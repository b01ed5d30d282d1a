//! SQLite-backed [`RunStore`].
//!
//! | Table | Contents |
//! |-------|----------|
//! | `runs` | current generation of every run, keyed by `(namespace, run_id)` |
//! | `run_steps` | attempt counters and outputs per step of a generation |
//! | `run_history` | terminal generations archived when a fresh run replaced them |
//!
//! State changes are conditional `UPDATE`s on `(generation, state)`, so a
//! write from a stale or out-of-order caller affects zero rows and is
//! reported as an error.

use std::path::Path;

use anyhow::{bail, Context, Result};
use async_trait::async_trait;
use chrono::{DateTime, Utc};
use serde_json::Value;
use sqlx::sqlite::SqliteRow;
use sqlx::{Row, SqlitePool};

use super::{from_millis, Admission, NewRun, Run, RunFilter, RunKey, RunStore, StepSnapshot};
use crate::orchestrator::state::{RunState, STEPS};
use crate::{db, migrate};

const TERMINAL: &str = "('completed', 'failed')";

pub struct SqliteRunStore {
    pool: SqlitePool,
}

impl SqliteRunStore {
    pub async fn open(path: &Path) -> Result<Self> {
        let pool = db::connect(path).await?;
        migrate::migrate_runs(&pool).await?;
        Ok(Self { pool })
    }

    async fn load_steps(&self, namespace: &str, run_id: &str, generation: i64) -> Result<Vec<StepSnapshot>> {
        let rows = sqlx::query(
            "SELECT step, attempts, completed, output_json, last_error FROM run_steps
             WHERE namespace = ? AND run_id = ? AND generation = ?",
        )
        .bind(namespace)
        .bind(run_id)
        .bind(generation)
        .fetch_all(&self.pool)
        .await?;

        let mut steps = Vec::with_capacity(rows.len());
        for row in rows {
            let step: String = row.get("step");
            let output: Option<String> = row.get("output_json");
            steps.push(StepSnapshot {
                step: step.parse()?,
                attempts: row.get::<i64, _>("attempts") as u32,
                completed: row.get::<i64, _>("completed") != 0,
                output: output
                    .map(|s| serde_json::from_str(&s))
                    .transpose()
                    .context("corrupt step output")?,
                last_error: row.get("last_error"),
            });
        }
        steps.sort_by_key(|s| STEPS.iter().position(|x| *x == s.step));
        Ok(steps)
    }
}

fn row_to_run(row: &SqliteRow) -> Result<Run> {
    let state: RunState = row.get::<String, _>("state").parse()?;
    Ok(Run {
        run_id: row.get("run_id"),
        entity_id: row.get("entity_id"),
        namespace: row.get("namespace"),
        task_queue: row.get("task_queue"),
        generation: row.get("generation"),
        state,
        status: state.status(),
        code: row.get("code"),
        last_error: row.get("last_error"),
        created_at: from_millis(row.get("created_at")),
        updated_at: from_millis(row.get("updated_at")),
        steps: Vec::new(),
    })
}

fn placeholders(n: usize) -> String {
    vec!["?"; n].join(", ")
}

/// States from which `target` may be entered.
fn predecessors(target: RunState) -> Vec<&'static str> {
    [RunState::Pending]
        .into_iter()
        .chain(STEPS)
        .filter(|s| s.can_transition_to(target))
        .map(|s| s.as_str())
        .collect()
}

fn now_millis() -> i64 {
    Utc::now().timestamp_millis()
}

#[async_trait]
impl RunStore for SqliteRunStore {
    async fn create_or_attach(&self, new: NewRun) -> Result<Admission> {
        let now = now_millis();
        let mut tx = self.pool.begin().await?;

        let existing = sqlx::query("SELECT generation, state FROM runs WHERE namespace = ? AND run_id = ?")
            .bind(&new.namespace)
            .bind(&new.run_id)
            .fetch_optional(&mut *tx)
            .await?;

        let generation = match existing {
            None => {
                let inserted = sqlx::query(
                    "INSERT INTO runs (namespace, run_id, entity_id, generation, task_queue, state, code, last_error, created_at, updated_at)
                     VALUES (?, ?, ?, 1, ?, 'pending', ?, NULL, ?, ?)
                     ON CONFLICT(namespace, run_id) DO NOTHING",
                )
                .bind(&new.namespace)
                .bind(&new.run_id)
                .bind(&new.entity_id)
                .bind(&new.task_queue)
                .bind(&new.code)
                .bind(now)
                .bind(now)
                .execute(&mut *tx)
                .await?;
                tx.commit().await?;
                if inserted.rows_affected() == 0 {
                    // Lost a race with another admitter.
                    let run = self
                        .get(&new.namespace, &new.run_id)
                        .await?
                        .context("run vanished during admission")?;
                    return Ok(Admission::Active(run));
                }
                1
            }
            Some(row) => {
                let generation: i64 = row.get("generation");
                let state: RunState = row.get::<String, _>("state").parse()?;
                if !state.is_terminal() {
                    tx.commit().await?;
                    let run = self
                        .get(&new.namespace, &new.run_id)
                        .await?
                        .context("run vanished during admission")?;
                    return Ok(Admission::Active(run));
                }

                sqlx::query(
                    "INSERT OR REPLACE INTO run_history (namespace, run_id, generation, entity_id, state, last_error, created_at, updated_at, archived_at)
                     SELECT namespace, run_id, generation, entity_id, state, last_error, created_at, updated_at, ?
                     FROM runs WHERE namespace = ? AND run_id = ?",
                )
                .bind(now)
                .bind(&new.namespace)
                .bind(&new.run_id)
                .execute(&mut *tx)
                .await?;

                sqlx::query("DELETE FROM run_steps WHERE namespace = ? AND run_id = ?")
                    .bind(&new.namespace)
                    .bind(&new.run_id)
                    .execute(&mut *tx)
                    .await?;

                let updated = sqlx::query(&format!(
                    "UPDATE runs SET generation = generation + 1, entity_id = ?, task_queue = ?, state = 'pending',
                        code = ?, last_error = NULL, created_at = ?, updated_at = ?
                     WHERE namespace = ? AND run_id = ? AND generation = ? AND state IN {}",
                    TERMINAL
                ))
                .bind(&new.entity_id)
                .bind(&new.task_queue)
                .bind(&new.code)
                .bind(now)
                .bind(now)
                .bind(&new.namespace)
                .bind(&new.run_id)
                .bind(generation)
                .execute(&mut *tx)
                .await?;
                if updated.rows_affected() != 1 {
                    bail!("run {} changed during admission", new.run_id);
                }
                tx.commit().await?;
                generation + 1
            }
        };

        Ok(Admission::Created(Run {
            run_id: new.run_id,
            entity_id: new.entity_id,
            namespace: new.namespace,
            task_queue: new.task_queue,
            generation,
            state: RunState::Pending,
            status: RunState::Pending.status(),
            code: new.code,
            last_error: None,
            created_at: from_millis(now),
            updated_at: from_millis(now),
            steps: Vec::new(),
        }))
    }

    async fn get(&self, namespace: &str, run_id: &str) -> Result<Option<Run>> {
        let row = sqlx::query("SELECT * FROM runs WHERE namespace = ? AND run_id = ?")
            .bind(namespace)
            .bind(run_id)
            .fetch_optional(&self.pool)
            .await?;
        let Some(row) = row else {
            return Ok(None);
        };
        let mut run = row_to_run(&row)?;
        run.steps = self.load_steps(namespace, run_id, run.generation).await?;
        Ok(Some(run))
    }

    async fn transition(&self, key: &RunKey, state: RunState, error: Option<&str>) -> Result<()> {
        let from = predecessors(state);
        if from.is_empty() {
            bail!("no transition leads to {}", state);
        }
        let sql = format!(
            "UPDATE runs SET state = ?, last_error = COALESCE(?, last_error), updated_at = ?
             WHERE namespace = ? AND run_id = ? AND generation = ? AND state IN ({})",
            placeholders(from.len())
        );
        let mut query = sqlx::query(&sql)
            .bind(state.as_str())
            .bind(error)
            .bind(now_millis())
            .bind(&key.namespace)
            .bind(&key.run_id)
            .bind(key.generation);
        for s in &from {
            query = query.bind(*s);
        }
        let result = query.execute(&self.pool).await?;
        if result.rows_affected() != 1 {
            bail!(
                "cannot move run {} (generation {}) to {}",
                key.run_id,
                key.generation,
                state
            );
        }
        Ok(())
    }

    async fn record_attempt(
        &self,
        key: &RunKey,
        step: RunState,
        attempts: u32,
        error: Option<&str>,
        partial: Option<&Value>,
    ) -> Result<()> {
        let now = now_millis();
        let partial = partial.map(serde_json::to_string).transpose()?;
        let mut tx = self.pool.begin().await?;

        let touched = sqlx::query(
            "UPDATE runs SET updated_at = ? WHERE namespace = ? AND run_id = ? AND generation = ? AND state = ?",
        )
        .bind(now)
        .bind(&key.namespace)
        .bind(&key.run_id)
        .bind(key.generation)
        .bind(step.as_str())
        .execute(&mut *tx)
        .await?;
        if touched.rows_affected() != 1 {
            bail!("run {} (generation {}) is not in {}", key.run_id, key.generation, step);
        }

        sqlx::query(
            "INSERT INTO run_steps (namespace, run_id, generation, step, attempts, completed, output_json, last_error, updated_at)
             VALUES (?, ?, ?, ?, ?, 0, ?, ?, ?)
             ON CONFLICT(namespace, run_id, generation, step) DO UPDATE SET
                attempts = excluded.attempts,
                output_json = COALESCE(excluded.output_json, run_steps.output_json),
                last_error = COALESCE(excluded.last_error, run_steps.last_error),
                updated_at = excluded.updated_at",
        )
        .bind(&key.namespace)
        .bind(&key.run_id)
        .bind(key.generation)
        .bind(step.as_str())
        .bind(attempts as i64)
        .bind(partial)
        .bind(error)
        .bind(now)
        .execute(&mut *tx)
        .await?;

        tx.commit().await?;
        Ok(())
    }

    async fn complete_step(
        &self,
        key: &RunKey,
        step: RunState,
        output: &Value,
        next: RunState,
    ) -> Result<()> {
        if !step.can_transition_to(next) {
            bail!("illegal transition {} -> {}", step, next);
        }
        let now = now_millis();
        let output = serde_json::to_string(output)?;
        let mut tx = self.pool.begin().await?;

        let moved = sqlx::query(
            "UPDATE runs SET state = ?, updated_at = ?
             WHERE namespace = ? AND run_id = ? AND generation = ? AND state = ?",
        )
        .bind(next.as_str())
        .bind(now)
        .bind(&key.namespace)
        .bind(&key.run_id)
        .bind(key.generation)
        .bind(step.as_str())
        .execute(&mut *tx)
        .await?;
        if moved.rows_affected() != 1 {
            bail!("run {} (generation {}) is not in {}", key.run_id, key.generation, step);
        }

        sqlx::query(
            "INSERT INTO run_steps (namespace, run_id, generation, step, attempts, completed, output_json, last_error, updated_at)
             VALUES (?, ?, ?, ?, 1, 1, ?, NULL, ?)
             ON CONFLICT(namespace, run_id, generation, step) DO UPDATE SET
                completed = 1,
                output_json = excluded.output_json,
                updated_at = excluded.updated_at",
        )
        .bind(&key.namespace)
        .bind(&key.run_id)
        .bind(key.generation)
        .bind(step.as_str())
        .bind(output)
        .bind(now)
        .execute(&mut *tx)
        .await?;

        tx.commit().await?;
        Ok(())
    }

    async fn list(&self, namespace: &str, filter: &RunFilter) -> Result<Vec<Run>> {
        let states: Vec<&'static str> = filter
            .status
            .map(|s| RunState::with_status(s).iter().map(|st| st.as_str()).collect())
            .unwrap_or_default();

        let mut sql = String::from("SELECT * FROM runs WHERE namespace = ?");
        if filter.status.is_some() {
            sql.push_str(&format!(" AND state IN ({})", placeholders(states.len())));
        }
        if filter.task_queue.is_some() {
            sql.push_str(" AND task_queue = ?");
        }
        sql.push_str(" ORDER BY updated_at DESC LIMIT ?");

        let mut query = sqlx::query(&sql).bind(namespace);
        for s in &states {
            query = query.bind(*s);
        }
        if let Some(q) = &filter.task_queue {
            query = query.bind(q);
        }
        let limit = filter.limit.map(|l| l as i64).unwrap_or(-1);
        let rows = query.bind(limit).fetch_all(&self.pool).await?;

        rows.iter().map(row_to_run).collect()
    }

    async fn prune(&self, namespace: &str, before: DateTime<Utc>) -> Result<u64> {
        let cutoff = before.timestamp_millis();
        let doomed = format!(
            "SELECT run_id FROM runs WHERE namespace = ? AND state IN {} AND updated_at < ?",
            TERMINAL
        );
        let mut tx = self.pool.begin().await?;

        for table in ["run_steps", "run_history"] {
            sqlx::query(&format!(
                "DELETE FROM {} WHERE namespace = ? AND run_id IN ({})",
                table, doomed
            ))
            .bind(namespace)
            .bind(namespace)
            .bind(cutoff)
            .execute(&mut *tx)
            .await?;
        }

        let removed = sqlx::query(&format!(
            "DELETE FROM runs WHERE namespace = ? AND state IN {} AND updated_at < ?",
            TERMINAL
        ))
        .bind(namespace)
        .bind(cutoff)
        .execute(&mut *tx)
        .await?
        .rows_affected();

        tx.commit().await?;
        Ok(removed)
    }
}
^^^^^^^^
» **Work to complete**:
Whenever the string "parse" turns up in a line above, copy that line out.

» **Answer**:
                step: step.parse()?,
    let state: RunState = row.get::<String, _>("state").parse()?;
                let state: RunState = row.get::<String, _>("state").parse()?;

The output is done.